MnFe2O4@L-Cysteine as a drug delivery system, in vitro cytotoxicity evaluation on human Breast cancer cell (MCF7) and DFT calculation

Abstract

Thanks to their high hydrophilic and magnetic properties, MnFe₂O₄ nanoparticles (NP) are recognized as favorable drug carriers. In this study, L-Cysteine-modified MnFe₂O₄ nanoparticles (MnFe₂O₄@L-Cysteine) were prepared and characterized. Their cytotoxicity against human breast cancer cell lines (MCF7) was also evaluated by MTT assay. To simulate drug delivery systems, the interaction between modified NP and 5-fluorouracil (5-FU) was examined as a breast cancer drug. The MTT results showed the applicability of MnFe₂O₄@L-Cysteine nanoparticles as a potential cytotoxic agent in breast cancer treatment.

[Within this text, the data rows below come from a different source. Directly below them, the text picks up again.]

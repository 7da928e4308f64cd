// SPDX-FileCopyrightText: 2026 Bruno Meilick
// SPDX-License-Identifier: LicenseRef-Nestnote-FreeUse-NoCopy-NoDerivatives
//
// All rights reserved.
//
// This file is part of Nestnote and is proprietary software.
// Unauthorized copying, modification, or distribution is prohibited.

#[derive(Debug, Clone, Copy, PartialEq, Eq, Hash)]
pub enum Vertical {
    Up,
    Down,
}

#[derive(Debug, Clone, Copy, PartialEq, Eq, Hash)]
pub enum Lateral {
    Left,
    Right,
}

impl Lateral {
    /// Moves `x` by `count` in this direction, stopping at zero.
    pub fn step(self, x: usize, count: usize) -> usize {
        match self {
            Self::Left => x.saturating_sub(count),
            Self::Right => x.saturating_add(count),
        }
    }

    pub fn name(self) -> &'static str {
        match self {
            Self::Left => "left",
            Self::Right => "right",
        }
    }
}

impl std::fmt::Display for Lateral {
    fn fmt(&self, f: &mut std::fmt::Formatter<'_>) -> std::fmt::Result {
        f.write_str(self.name())
    }
}
// SPDX-FileCopyrightText: 2026 Bruno Meilick
// SPDX-License-Identifier: LicenseRef-Nestnote-FreeUse-NoCopy-NoDerivatives
//
// All rights reserved.
//
// This file is part of Nestnote and is proprietary software.
// Unauthorized copying, modification, or distribution is prohibited.

//! Rows of text fields bound to a shared [`ColumnSet`].
//!
//! Every field of a row is attached to the column at its own index, so widths are always measured
//! against the sibling group the row belongs to. Positions and widths count `char`s.

use std::borrow::Cow;

use thiserror::Error;

use crate::logging::targets;

use super::column::{ColumnError, ColumnSet};

/// Spacing added after every non-final field when a row is rendered.
pub const TAB_WIDTH: usize = 4;

#[derive(Debug, Clone, PartialEq, Eq, Error)]
pub enum RowError {
    #[error("field index {index} is out of range for a row of {len} fields")]
    IndexOutOfRange { index: usize, len: usize },
    #[error(transparent)]
    Column(#[from] ColumnError),
}

pub(crate) fn text_width(text: &str) -> usize {
    text.chars().count()
}

/// Byte offset of the `index`-th char of `text`, clamped to the end of the string.
pub(crate) fn byte_offset(text: &str, index: usize) -> usize {
    text.char_indices()
        .nth(index)
        .map(|(offset, _)| offset)
        .unwrap_or(text.len())
}

#[derive(Debug)]
pub struct Row {
    fields: Vec<String>,
    columns: ColumnSet,
}

impl Row {
    pub fn new<I, S>(columns: ColumnSet, fields: I) -> Self
    where
        I: IntoIterator<Item = S>,
        S: Into<String>,
    {
        let mut row = Self {
            fields: Vec::new(),
            columns,
        };
        for field in fields {
            row.append(field);
        }
        row
    }

    pub fn len(&self) -> usize {
        self.fields.len()
    }

    pub fn is_empty(&self) -> bool {
        self.fields.is_empty()
    }

    pub fn field(&self, index: usize) -> Option<&str> {
        self.fields.get(index).map(String::as_str)
    }

    pub fn fields(&self) -> &[String] {
        &self.fields
    }

    pub fn columns(&self) -> &ColumnSet {
        &self.columns
    }

    pub fn append(&mut self, text: impl Into<String>) {
        let text = text.into();
        self.columns.attach(self.fields.len(), text_width(&text));
        self.fields.push(text);
    }

    /// Inserts a field before `index`; `index == len` appends.
    pub fn insert(&mut self, index: usize, text: impl Into<String>) -> Result<(), RowError> {
        self.check_index(index, self.fields.len() + 1)?;
        self.detach_from(index)?;
        self.fields.insert(index, text.into());
        self.attach_from(index);
        Ok(())
    }

    pub fn delete(&mut self, index: usize) -> Result<String, RowError> {
        self.check_index(index, self.fields.len())?;
        self.detach_from(index)?;
        let removed = self.fields.remove(index);
        self.attach_from(index);
        Ok(removed)
    }

    /// Swaps the text at `index`, returning the previous text.
    pub fn replace(&mut self, index: usize, text: impl Into<String>) -> Result<String, RowError> {
        self.check_index(index, self.fields.len())?;
        let text = text.into();
        self.columns.detach(index, text_width(&self.fields[index]))?;
        self.columns.attach(index, text_width(&text));
        Ok(std::mem::replace(&mut self.fields[index], text))
    }

    /// Removes and returns the fields from `index` onward.
    pub fn split_off(&mut self, index: usize) -> Result<Vec<String>, RowError> {
        self.check_index(index, self.fields.len() + 1)?;
        self.detach_from(index)?;
        Ok(self.fields.split_off(index))
    }

    /// Moves every field of this row onto `columns`.
    pub fn rebind(&mut self, columns: ColumnSet) -> Result<(), RowError> {
        if self.columns.shares_with(&columns) {
            return Ok(());
        }
        self.detach_from(0)?;
        self.columns = columns;
        self.attach_from(0);
        Ok(())
    }

    /// Spaces that follow field `index` when it is padded to its column.
    pub fn padding_len(&self, index: usize) -> Option<usize> {
        let field = self.fields.get(index)?;
        Some((self.columns.width(index) + TAB_WIDTH).saturating_sub(text_width(field)))
    }

    pub fn padded_field(&self, index: usize) -> Option<String> {
        let field = self.fields.get(index)?;
        let padding = self.padding_len(index)?;
        let mut padded = String::with_capacity(field.len() + padding);
        padded.push_str(field);
        padded.extend(std::iter::repeat(' ').take(padding));
        Some(padded)
    }

    /// Width field `index` occupies on screen: padded unless it is the last field.
    pub fn rendered_len(&self, index: usize) -> Option<usize> {
        let field = self.fields.get(index)?;
        if index + 1 == self.fields.len() {
            Some(text_width(field))
        } else {
            Some(self.columns.width(index) + TAB_WIDTH)
        }
    }

    pub fn width(&self) -> usize {
        (0..self.fields.len())
            .filter_map(|index| self.rendered_len(index))
            .sum()
    }

    /// Rendered fields, left to right.
    pub fn iter(&self) -> RowIter<'_> {
        RowIter {
            row: self,
            index: 0,
        }
    }

    fn check_index(&self, index: usize, bound: usize) -> Result<(), RowError> {
        if index < bound {
            Ok(())
        } else {
            Err(RowError::IndexOutOfRange {
                index,
                len: self.fields.len(),
            })
        }
    }

    fn detach_from(&self, index: usize) -> Result<(), ColumnError> {
        for (offset, field) in self.fields.iter().enumerate().skip(index) {
            self.columns.detach(offset, text_width(field))?;
        }
        Ok(())
    }

    fn attach_from(&self, index: usize) {
        for (offset, field) in self.fields.iter().enumerate().skip(index) {
            self.columns.attach(offset, text_width(field));
        }
    }
}

impl Drop for Row {
    fn drop(&mut self) {
        if let Err(err) = self.detach_from(0) {
            tracing::warn!(target: targets::OUTLINE, %err, "dropped row could not leave its columns");
        }
    }
}

impl PartialEq for Row {
    fn eq(&self, other: &Self) -> bool {
        self.len() == other.len() && self.iter().eq(other.iter())
    }
}

impl<'a> IntoIterator for &'a Row {
    type Item = Cow<'a, str>;
    type IntoIter = RowIter<'a>;

    fn into_iter(self) -> Self::IntoIter {
        self.iter()
    }
}

/// Yields each field padded to its column, except the last which is yielded as-is.
#[derive(Debug, Clone)]
pub struct RowIter<'a> {
    row: &'a Row,
    index: usize,
}

impl<'a> Iterator for RowIter<'a> {
    type Item = Cow<'a, str>;

    fn next(&mut self) -> Option<Self::Item> {
        let index = self.index;
        let field = self.row.fields.get(index)?;
        self.index += 1;
        if index + 1 == self.row.fields.len() {
            Some(Cow::Borrowed(field.as_str()))
        } else {
            self.row.padded_field(index).map(Cow::Owned)
        }
    }

    fn size_hint(&self) -> (usize, Option<usize>) {
        let remaining = self.row.fields.len().saturating_sub(self.index);
        (remaining, Some(remaining))
    }
}

impl ExactSizeIterator for RowIter<'_> {}
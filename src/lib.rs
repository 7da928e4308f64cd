// SPDX-FileCopyrightText: 2026 Bruno Meilick
// SPDX-License-Identifier: LicenseRef-Nestnote-FreeUse-NoCopy-NoDerivatives
//
// All rights reserved.
//
// This file is part of Nestnote and is proprietary software.
// Unauthorized copying, modification, or distribution is prohibited.

//! Nestnote: a terminal outline editor.
//!
//! Rows are lists of tab-separated fields. Consecutive siblings share their column widths, so
//! every field lines up with the same field of its siblings.

pub mod commands;
pub mod editor;
pub mod logging;
pub mod model;
pub mod store;
pub mod tui;
pub mod view;
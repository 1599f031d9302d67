use chrono::{DateTime, Utc};
use serde::{Deserialize, Serialize};
use std::collections::BTreeMap;
use std::fmt;

/// One spreadsheet row exactly as decoded. Positions are significant and not named.
pub type RawRow = Vec<String>;

pub const CANDIDATE_SLOTS: usize = 3;

#[derive(Debug, Clone, PartialEq, Eq, Serialize, Deserialize)]
pub struct Candidate {
    pub name: String,
    pub votes: u64,
}

/// Normalized result row for one constituency. Built once per fetch cycle,
/// immutable afterward; a new fetch supersedes the whole snapshot.
#[derive(Debug, Clone, PartialEq, Eq, Serialize, Deserialize)]
pub struct ElectionRecord {
    pub division: String,
    pub constituency: String,
    pub candidates: [Candidate; CANDIDATE_SLOTS],
}

impl ElectionRecord {
    pub fn total_votes(&self) -> u64 {
        self.candidates.iter().map(|c| c.votes).sum()
    }
}

#[derive(
    Debug, Clone, Copy, PartialEq, Eq, PartialOrd, Ord, Hash, Serialize, Deserialize,
)]
pub enum Party {
    #[serde(rename = "BNP")]
    Bnp,
    #[serde(rename = "Jamaat")]
    Jamaat,
    #[serde(rename = "NCP")]
    Ncp,
    #[serde(rename = "Others")]
    Others,
}

impl Party {
    pub const ALL: [Party; 4] = [Party::Bnp, Party::Jamaat, Party::Ncp, Party::Others];

    pub fn label(&self) -> &'static str {
        match self {
            Party::Bnp => "BNP",
            Party::Jamaat => "Jamaat",
            Party::Ncp => "NCP",
            Party::Others => "Others",
        }
    }
}

impl fmt::Display for Party {
    fn fmt(&self, f: &mut fmt::Formatter<'_>) -> fmt::Result {
        f.write_str(self.label())
    }
}

/// Winning candidate of one record. `slot` is the original candidate slot
/// (0-based); exact vote ties resolve to the lower slot.
#[derive(Debug, Clone, PartialEq, Eq)]
pub struct Winner {
    pub slot: usize,
    pub name: String,
    pub votes: u64,
}

/// Whole-dataset statistics, recomputed wholesale from the current record set.
#[derive(Debug, Clone, PartialEq, Eq, Serialize)]
pub struct Aggregate {
    pub total_constituencies: usize,
    pub total_votes: u64,
    pub declared_seats: usize,
    pub undeclared_seats: usize,
    /// All four parties are always present, zeros included.
    pub wins_by_party: BTreeMap<Party, u64>,
    /// Tracked-party wins per division; every division seen is listed, even at 0.
    pub wins_by_division: BTreeMap<String, u64>,
}

impl Aggregate {
    /// Ordered chart feed: the four parties followed by the undeclared bucket.
    pub fn seat_distribution(&self) -> Vec<(String, u64)> {
        let mut slices: Vec<(String, u64)> = Party::ALL
            .iter()
            .map(|p| {
                (
                    p.label().to_string(),
                    self.wins_by_party.get(p).copied().unwrap_or(0),
                )
            })
            .collect();
        slices.push(("Undeclared".to_string(), self.undeclared_seats as u64));
        slices
    }
}

impl Default for Aggregate {
    fn default() -> Self {
        Aggregate {
            total_constituencies: 0,
            total_votes: 0,
            declared_seats: 0,
            undeclared_seats: 0,
            wins_by_party: Party::ALL.iter().map(|p| (*p, 0)).collect(),
            wins_by_division: BTreeMap::new(),
        }
    }
}

#[derive(Debug, Clone, PartialEq, Eq, Serialize)]
#[serde(tag = "state", rename_all = "snake_case")]
pub enum SourceStatus {
    /// The snapshot reflects a successful fetch.
    Fresh { fetched_at: DateTime<Utc> },
    /// The fetch or decode failed; records are empty and the aggregate zeroed.
    Failed { reason: String },
}

/// The one value the presentation layer consumes.
#[derive(Debug, Clone, PartialEq, Eq, Serialize)]
pub struct DashboardData {
    pub records: Vec<ElectionRecord>,
    pub aggregate: Aggregate,
    pub status: SourceStatus,
}

impl DashboardData {
    pub fn unavailable(reason: impl Into<String>) -> Self {
        DashboardData {
            records: Vec::new(),
            aggregate: Aggregate::default(),
            status: SourceStatus::Failed {
                reason: reason.into(),
            },
        }
    }

    pub fn is_fresh(&self) -> bool {
        matches!(self.status, SourceStatus::Fresh { .. })
    }
}
use crate::domain::model::ElectionRecord;

/// Unique non-empty divisions, sorted alphabetically. Feeds the dashboard's
/// division filter list.
pub fn divisions(records: &[ElectionRecord]) -> Vec<String> {
    let mut names: Vec<String> = records
        .iter()
        .filter(|r| !r.division.is_empty())
        .map(|r| r.division.clone())
        .collect();
    names.sort();
    names.dedup();
    names
}

/// Constituency search plus optional division filter, as the dashboard table
/// applies them: case-insensitive substring match on the constituency name,
/// exact match on the division.
pub fn filter_records<'a>(
    records: &'a [ElectionRecord],
    search: &str,
    division: Option<&str>,
) -> Vec<&'a ElectionRecord> {
    let needle = search.to_lowercase();
    records
        .iter()
        .filter(|r| r.constituency.to_lowercase().contains(&needle))
        .filter(|r| division.map_or(true, |d| r.division == d))
        .collect()
}

#[cfg(test)]
mod tests {
    use super::*;
    use crate::domain::model::Candidate;

    fn record(division: &str, constituency: &str) -> ElectionRecord {
        ElectionRecord {
            division: division.to_string(),
            constituency: constituency.to_string(),
            candidates: std::array::from_fn(|_| Candidate {
                name: String::new(),
                votes: 0,
            }),
        }
    }

    #[test]
    fn test_divisions_sorted_and_deduped() {
        let records = vec![
            record("Dhaka", "Dhaka-1"),
            record("Barishal", "Barishal-1"),
            record("Dhaka", "Dhaka-2"),
            record("", "Orphan-1"),
        ];
        assert_eq!(divisions(&records), vec!["Barishal", "Dhaka"]);
    }

    #[test]
    fn test_filter_records_search_is_case_insensitive() {
        let records = vec![record("Dhaka", "Dhaka-1"), record("Barishal", "Barishal-1")];
        let hits = filter_records(&records, "dhaka", None);
        assert_eq!(hits.len(), 1);
        assert_eq!(hits[0].constituency, "Dhaka-1");
    }

    #[test]
    fn test_filter_records_by_division() {
        let records = vec![
            record("Dhaka", "Dhaka-1"),
            record("Dhaka", "Dhaka-2"),
            record("Barishal", "Barishal-1"),
        ];
        assert_eq!(filter_records(&records, "", Some("Dhaka")).len(), 2);
        assert_eq!(filter_records(&records, "2", Some("Dhaka")).len(), 1);
        assert!(filter_records(&records, "x", Some("Dhaka")).is_empty());
    }
}
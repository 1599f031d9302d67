use crate::core::schema::ColumnSchema;
use crate::domain::model::{Candidate, ElectionRecord, RawRow};
use crate::utils::error::{BoardError, Result};

/// Decode the fetched document as headerless, variable-width CSV. Blank lines
/// are skipped by the reader; header handling happens in [`normalize`].
pub fn decode_rows(text: &str) -> Result<Vec<RawRow>> {
    let mut reader = csv::ReaderBuilder::new()
        .has_headers(false)
        .flexible(true)
        .from_reader(text.as_bytes());

    let mut rows = Vec::new();
    for record in reader.records() {
        let record = record?;
        rows.push(record.iter().map(|cell| cell.to_string()).collect());
    }
    Ok(rows)
}

/// Strip every non-digit character and parse what remains. Empty or
/// unparseable input degrades to 0; vote cells never fail a row.
pub fn clean_number(raw: &str) -> u64 {
    let digits: String = raw.chars().filter(|c| c.is_ascii_digit()).collect();
    digits.parse().unwrap_or(0)
}

fn cell(row: &RawRow, index: usize) -> &str {
    row.get(index).map(|value| value.trim()).unwrap_or("")
}

/// Turn raw sheet rows into normalized records.
///
/// The first row is discarded as the header; the rest are walked in order
/// because the division column is forward-filled from the last non-blank
/// value. Rows without a constituency are dropped (it is the record key).
/// Fewer than 2 rows yields an empty list, never an error.
pub fn normalize(schema: &ColumnSchema, rows: &[RawRow]) -> Result<Vec<ElectionRecord>> {
    if rows.len() < 2 {
        return Ok(Vec::new());
    }

    let header = &rows[0];
    if header.len() < schema.min_columns() {
        return Err(BoardError::schema(format!(
            "sheet has {} columns, schema expects at least {}",
            header.len(),
            schema.min_columns()
        )));
    }

    let mut records = Vec::new();
    let mut last_division = String::new();

    for row in &rows[1..] {
        let division = cell(row, schema.division);
        if !division.is_empty() {
            last_division = division.to_string();
        }

        let constituency = cell(row, schema.constituency);
        if constituency.is_empty() {
            continue;
        }

        let candidates = schema.candidates.map(|cols| Candidate {
            name: cell(row, cols.name).to_string(),
            votes: clean_number(cell(row, cols.votes)),
        });

        records.push(ElectionRecord {
            division: last_division.clone(),
            constituency: constituency.to_string(),
            candidates,
        });
    }

    Ok(records)
}
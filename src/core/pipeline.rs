use crate::core::normalize::{decode_rows, normalize};
use crate::core::schema::ColumnSchema;
use crate::core::tally::aggregate;
use crate::core::{ConfigProvider, DashboardData, ElectionRecord, Pipeline, RawRow, SourceStatus};
use crate::utils::error::{BoardError, Result};
use chrono::Utc;
use reqwest::Client;
use std::time::Duration;

/// Fetch-and-normalize cycle against the published results sheet.
pub struct SheetPipeline<C: ConfigProvider> {
    config: C,
    schema: ColumnSchema,
    client: Client,
}

impl<C: ConfigProvider> SheetPipeline<C> {
    pub fn new(config: C) -> Result<Self> {
        Self::with_schema(config, ColumnSchema::standard())
    }

    pub fn with_schema(config: C, schema: ColumnSchema) -> Result<Self> {
        schema.validate()?;
        let client = Client::builder()
            .timeout(Duration::from_secs(config.request_timeout_secs()))
            .build()?;
        Ok(Self {
            config,
            schema,
            client,
        })
    }
}

#[async_trait::async_trait]
impl<C: ConfigProvider> Pipeline for SheetPipeline<C> {
    async fn extract(&self) -> Result<Vec<RawRow>> {
        tracing::debug!("Requesting results sheet: {}", self.config.sheet_url());
        let response = self.client.get(self.config.sheet_url()).send().await?;

        let status = response.status();
        tracing::debug!("Sheet response status: {}", status);
        if !status.is_success() {
            return Err(BoardError::FetchStatus { status });
        }

        let body = response.text().await?;
        decode_rows(&body)
    }

    async fn normalize(&self, rows: Vec<RawRow>) -> Result<Vec<ElectionRecord>> {
        normalize(&self.schema, &rows)
    }

    async fn summarize(&self, records: Vec<ElectionRecord>) -> Result<DashboardData> {
        let aggregate = aggregate(&records);
        Ok(DashboardData {
            records,
            aggregate,
            status: SourceStatus::Fresh {
                fetched_at: Utc::now(),
            },
        })
    }
}
use crate::utils::error::{BoardError, Result};
use url::Url;

pub trait Validate {
    fn validate(&self) -> Result<()>;
}

pub fn validate_url(field_name: &str, url_str: &str) -> Result<()> {
    if url_str.is_empty() {
        return Err(BoardError::InvalidConfigValue {
            field: field_name.to_string(),
            value: url_str.to_string(),
            reason: "URL cannot be empty".to_string(),
        });
    }

    match Url::parse(url_str) {
        Ok(url) => match url.scheme() {
            "http" | "https" => Ok(()),
            scheme => Err(BoardError::InvalidConfigValue {
                field: field_name.to_string(),
                value: url_str.to_string(),
                reason: format!("Unsupported URL scheme: {}", scheme),
            }),
        },
        Err(e) => Err(BoardError::InvalidConfigValue {
            field: field_name.to_string(),
            value: url_str.to_string(),
            reason: format!("Invalid URL format: {}", e),
        }),
    }
}

pub fn validate_range<T: PartialOrd + std::fmt::Display + Copy>(
    field_name: &str,
    value: T,
    min: T,
    max: T,
) -> Result<()> {
    if value < min || value > max {
        return Err(BoardError::InvalidConfigValue {
            field: field_name.to_string(),
            value: value.to_string(),
            reason: format!("Value must be between {} and {}", min, max),
        });
    }
    Ok(())
}

pub fn validate_non_empty_string(field_name: &str, value: &str) -> Result<()> {
    if value.trim().is_empty() {
        return Err(BoardError::InvalidConfigValue {
            field: field_name.to_string(),
            value: value.to_string(),
            reason: "Value cannot be empty or whitespace-only".to_string(),
        });
    }
    Ok(())
}

#[cfg(test)]
mod tests {
    use super::*;

    #[test]
    fn test_validate_url() {
        assert!(validate_url("sheet_url", "https://example.com").is_ok());
        assert!(validate_url("sheet_url", "http://example.com").is_ok());
        assert!(validate_url("sheet_url", "").is_err());
        assert!(validate_url("sheet_url", "invalid-url").is_err());
        assert!(validate_url("sheet_url", "ftp://example.com").is_err());
    }

    #[test]
    fn test_validate_range() {
        assert!(validate_range("revalidate_secs", 60u64, 5, 3600).is_ok());
        assert!(validate_range("revalidate_secs", 2u64, 5, 3600).is_err());
        assert!(validate_range("revalidate_secs", 9000u64, 5, 3600).is_err());
    }

    #[test]
    fn test_validate_non_empty_string() {
        assert!(validate_non_empty_string("name", "results").is_ok());
        assert!(validate_non_empty_string("name", "   ").is_err());
    }
}
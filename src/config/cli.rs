use crate::config::DEFAULT_SHEET_URL;
use crate::domain::ports::ConfigProvider;
use crate::utils::error::Result;
use crate::utils::validation::{validate_range, validate_url, Validate};
use clap::Parser;

#[derive(Debug, Clone, Parser)]
#[command(name = "tallyboard")]
#[command(about = "Live election results from the published spreadsheet")]
pub struct CliConfig {
    #[arg(long, default_value = DEFAULT_SHEET_URL)]
    pub sheet_url: String,

    #[arg(long, default_value = "60", help = "Refresh interval for --watch, in seconds")]
    pub revalidate_secs: u64,

    #[arg(long, default_value = "10", help = "HTTP request timeout, in seconds")]
    pub timeout_secs: u64,

    #[arg(long, help = "Keep refreshing on the revalidation interval")]
    pub watch: bool,

    #[arg(long, help = "Print the full snapshot as JSON instead of a summary")]
    pub json: bool,

    #[arg(long, help = "Enable verbose output")]
    pub verbose: bool,

    #[arg(long, value_name = "FILE", help = "Load source settings from a TOML file")]
    pub config: Option<String>,
}

impl ConfigProvider for CliConfig {
    fn sheet_url(&self) -> &str {
        &self.sheet_url
    }

    fn revalidate_secs(&self) -> u64 {
        self.revalidate_secs
    }

    fn request_timeout_secs(&self) -> u64 {
        self.timeout_secs
    }
}

impl Validate for CliConfig {
    fn validate(&self) -> Result<()> {
        validate_url("sheet_url", &self.sheet_url)?;
        validate_range("revalidate_secs", self.revalidate_secs, 5, 3600)?;
        validate_range("timeout_secs", self.timeout_secs, 1, 120)?;
        Ok(())
    }
}
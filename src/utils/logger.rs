use tracing_subscriber::{layer::SubscriberExt, util::SubscriberInitExt, EnvFilter};

pub fn init_cli_logger(verbose: bool) {
    let filter = if verbose {
        EnvFilter::try_from_default_env()
            .unwrap_or_else(|_| EnvFilter::new("tallyboard=debug,info"))
    } else {
        EnvFilter::try_from_default_env().unwrap_or_else(|_| EnvFilter::new("tallyboard=info"))
    };

    tracing_subscriber::registry()
        .with(filter)
        .with(
            tracing_subscriber::fmt::layer()
                .with_target(false)
                .with_thread_ids(false)
                .with_file(false)
                .with_line_number(false)
                .compact(),
        )
        .init();
}
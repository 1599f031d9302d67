use crate::config::{DEFAULT_REQUEST_TIMEOUT_SECS, DEFAULT_REVALIDATE_SECS};
use crate::domain::ports::ConfigProvider;
use crate::utils::error::Result;
use crate::utils::validation::{validate_non_empty_string, validate_range, validate_url, Validate};
use serde::{Deserialize, Serialize};
use std::path::Path;

/// File-based configuration for deployments that pin the source in a
/// checked-in file instead of CLI flags.
#[derive(Debug, Clone, Serialize, Deserialize)]
pub struct TomlConfig {
    pub dashboard: DashboardSection,
    pub source: SourceSection,
    pub refresh: Option<RefreshSection>,
}

#[derive(Debug, Clone, Serialize, Deserialize)]
pub struct DashboardSection {
    pub name: String,
    pub description: Option<String>,
}

#[derive(Debug, Clone, Serialize, Deserialize)]
pub struct SourceSection {
    pub sheet_url: String,
    pub timeout_seconds: Option<u64>,
}

#[derive(Debug, Clone, Serialize, Deserialize)]
pub struct RefreshSection {
    pub revalidate_seconds: Option<u64>,
}

impl TomlConfig {
    pub fn from_file<P: AsRef<Path>>(path: P) -> Result<Self> {
        let content = std::fs::read_to_string(path)?;
        Self::from_str(&content)
    }

    pub fn from_str(content: &str) -> Result<Self> {
        let config: TomlConfig = toml::from_str(content)?;
        Ok(config)
    }
}

impl ConfigProvider for TomlConfig {
    fn sheet_url(&self) -> &str {
        &self.source.sheet_url
    }

    fn revalidate_secs(&self) -> u64 {
        self.refresh
            .as_ref()
            .and_then(|r| r.revalidate_seconds)
            .unwrap_or(DEFAULT_REVALIDATE_SECS)
    }

    fn request_timeout_secs(&self) -> u64 {
        self.source
            .timeout_seconds
            .unwrap_or(DEFAULT_REQUEST_TIMEOUT_SECS)
    }
}

impl Validate for TomlConfig {
    fn validate(&self) -> Result<()> {
        validate_non_empty_string("dashboard.name", &self.dashboard.name)?;
        validate_url("source.sheet_url", &self.source.sheet_url)?;
        validate_range("refresh.revalidate_seconds", self.revalidate_secs(), 5, 3600)?;
        validate_range("source.timeout_seconds", self.request_timeout_secs(), 1, 120)?;
        Ok(())
    }
}

#[cfg(test)]
mod tests {
    use super::*;

    const SAMPLE: &str = r#"
[dashboard]
name = "election-2026"
description = "Live results board"

[source]
sheet_url = "https://example.com/export?format=csv"
timeout_seconds = 15

[refresh]
revalidate_seconds = 30
"#;

    #[test]
    fn test_from_str_reads_all_sections() {
        let config = TomlConfig::from_str(SAMPLE).unwrap();
        assert_eq!(config.dashboard.name, "election-2026");
        assert_eq!(config.sheet_url(), "https://example.com/export?format=csv");
        assert_eq!(config.request_timeout_secs(), 15);
        assert_eq!(config.revalidate_secs(), 30);
        assert!(config.validate().is_ok());
    }

    #[test]
    fn test_missing_refresh_section_uses_defaults() {
        let config = TomlConfig::from_str(
            r#"
[dashboard]
name = "election-2026"

[source]
sheet_url = "https://example.com/export?format=csv"
"#,
        )
        .unwrap();
        assert_eq!(config.revalidate_secs(), DEFAULT_REVALIDATE_SECS);
        assert_eq!(config.request_timeout_secs(), DEFAULT_REQUEST_TIMEOUT_SECS);
    }

    #[test]
    fn test_invalid_toml_rejected() {
        assert!(TomlConfig::from_str("[dashboard").is_err());
        assert!(TomlConfig::from_str("[dashboard]\nname = \"x\"").is_err());
    }

    #[test]
    fn test_validation_catches_bad_values() {
        let mut config = TomlConfig::from_str(SAMPLE).unwrap();
        config.source.sheet_url = "ftp://example.com".to_string();
        assert!(config.validate().is_err());

        let mut config = TomlConfig::from_str(SAMPLE).unwrap();
        config.refresh = Some(RefreshSection {
            revalidate_seconds: Some(2),
        });
        assert!(config.validate().is_err());
    }

    #[test]
    fn test_from_file() {
        let dir = tempfile::tempdir().unwrap();
        let path = dir.path().join("tallyboard.toml");
        std::fs::write(&path, SAMPLE).unwrap();
        let config = TomlConfig::from_file(&path).unwrap();
        assert_eq!(config.dashboard.name, "election-2026");
    }
}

Based on the theoretical calculations, the adsorption energy between L-Cysteine and 5-FU was − 12.029 KJ/mol and their interaction was spontaneous and exothermic at the temperature range of 278.15 to 288.15 K. Also, the drug release thermodynamically is feasible at body temperature. The calculated electronic descriptors indicated that the electrons were transferred from L-Cysteine to 5- FU. Overall, MNFe2O4@L-Cysteine, in addition to being non-toxic has the potential to deliver 5-FU anticancer drug.